START MATERIAL FOR THIS EXERCISE

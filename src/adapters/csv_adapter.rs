//! CSV file data adapter.
//!
//! One `<SYMBOL>.csv` per symbol with header `date,open,high,low,close,volume`.

use crate::domain::error::SignalbenchError;
use crate::domain::ohlcv::OhlcvBar;
use crate::ports::data_port::DataPort;
use chrono::NaiveDate;
use std::fs;
use std::path::PathBuf;

const EXTENSION: &str = ".csv";

pub struct CsvAdapter {
    base_path: PathBuf,
}

impl CsvAdapter {
    pub fn new(base_path: PathBuf) -> Self {
        Self { base_path }
    }

    fn csv_path(&self, symbol: &str) -> PathBuf {
        self.base_path.join(format!("{}{}", symbol, EXTENSION))
    }

    /// Every bar in the symbol's file, sorted by date, duplicates rejected.
    fn read_all(&self, symbol: &str) -> Result<Vec<OhlcvBar>, SignalbenchError> {
        let path = self.csv_path(symbol);
        if !path.exists() {
            return Err(SignalbenchError::NoData {
                symbol: symbol.to_string(),
            });
        }
        let content = fs::read_to_string(&path).map_err(|e| SignalbenchError::Data {
            reason: format!("failed to read {}: {}", path.display(), e),
        })?;

        let mut rdr = csv::Reader::from_reader(content.as_bytes());
        let mut bars = Vec::new();

        for result in rdr.records() {
            let record = result.map_err(|e| SignalbenchError::Data {
                reason: format!("CSV parse error in {}: {}", path.display(), e),
            })?;

            let date_str = field(&record, 0, "date")?;
            let date = NaiveDate::parse_from_str(date_str.trim(), "%Y-%m-%d").map_err(|e| {
                SignalbenchError::Data {
                    reason: format!("invalid date '{}': {}", date_str, e),
                }
            })?;

            bars.push(OhlcvBar {
                symbol: symbol.to_string(),
                date,
                open: number(&record, 1, "open")?,
                high: number(&record, 2, "high")?,
                low: number(&record, 3, "low")?,
                close: number(&record, 4, "close")?,
                volume: volume(&record)?,
            });
        }

        bars.sort_by_key(|b| b.date);
        if let Some(pair) = bars.windows(2).find(|w| w[0].date == w[1].date) {
            return Err(SignalbenchError::UnorderedIndex {
                symbol: symbol.to_string(),
                date: pair[1].date.to_string(),
            });
        }
        Ok(bars)
    }
}

fn field<'r>(
    record: &'r csv::StringRecord,
    index: usize,
    name: &str,
) -> Result<&'r str, SignalbenchError> {
    record.get(index).ok_or_else(|| SignalbenchError::Data {
        reason: format!("missing {} column", name),
    })
}

fn number(record: &csv::StringRecord, index: usize, name: &str) -> Result<f64, SignalbenchError> {
    field(record, index, name)?
        .trim()
        .parse()
        .map_err(|e| SignalbenchError::Data {
            reason: format!("invalid {} value: {}", name, e),
        })
}

/// Volume is integral, but some exporters write it as `123.0`.
fn volume(record: &csv::StringRecord) -> Result<i64, SignalbenchError> {
    let raw = field(record, 5, "volume")?.trim();
    raw.parse::<i64>()
        .or_else(|_| raw.parse::<f64>().map(|v| v.round() as i64))
        .map_err(|e| SignalbenchError::Data {
            reason: format!("invalid volume value: {}", e),
        })
}

impl DataPort for CsvAdapter {
    fn fetch_ohlcv(
        &self,
        symbol: &str,
        start_date: NaiveDate,
        end_date: NaiveDate,
    ) -> Result<Vec<OhlcvBar>, SignalbenchError> {
        Ok(self
            .read_all(symbol)?
            .into_iter()
            .filter(|b| b.date >= start_date && b.date <= end_date)
            .collect())
    }

    fn list_symbols(&self) -> Result<Vec<String>, SignalbenchError> {
        let entries = fs::read_dir(&self.base_path).map_err(|e| SignalbenchError::Data {
            reason: format!(
                "failed to read directory {}: {}",
                self.base_path.display(),
                e
            ),
        })?;

        let mut symbols = Vec::new();
        for entry in entries {
            let entry = entry?;
            let name = entry.file_name();
            if let Some(symbol) = name.to_string_lossy().strip_suffix(EXTENSION) {
                symbols.push(symbol.to_string());
            }
        }

        symbols.sort();
        Ok(symbols)
    }

    fn get_data_range(
        &self,
        symbol: &str,
    ) -> Result<Option<(NaiveDate, NaiveDate, usize)>, SignalbenchError> {
        let bars = match self.read_all(symbol) {
            Ok(bars) => bars,
            Err(SignalbenchError::NoData { .. }) => return Ok(None),
            Err(e) => return Err(e),
        };
        Ok(match (bars.first(), bars.last()) {
            (Some(first), Some(last)) => Some((first.date, last.date, bars.len())),
            _ => None,
        })
    }
}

END MATERIAL FOR THIS EXERCISE

The listing above holds a line with "use chrono::NaiveDate;" and a line with "fn csv_path(&self, symbol: &str)". Print the stretch from the first through the second, exactly and alone.

use chrono::NaiveDate;
use std::fs;
use std::path::PathBuf;

const EXTENSION: &str = ".csv";

pub struct CsvAdapter {
    base_path: PathBuf,
}

impl CsvAdapter {
    pub fn new(base_path: PathBuf) -> Self {
        Self { base_path }
    }

    fn csv_path(&self, symbol: &str) -> PathBuf {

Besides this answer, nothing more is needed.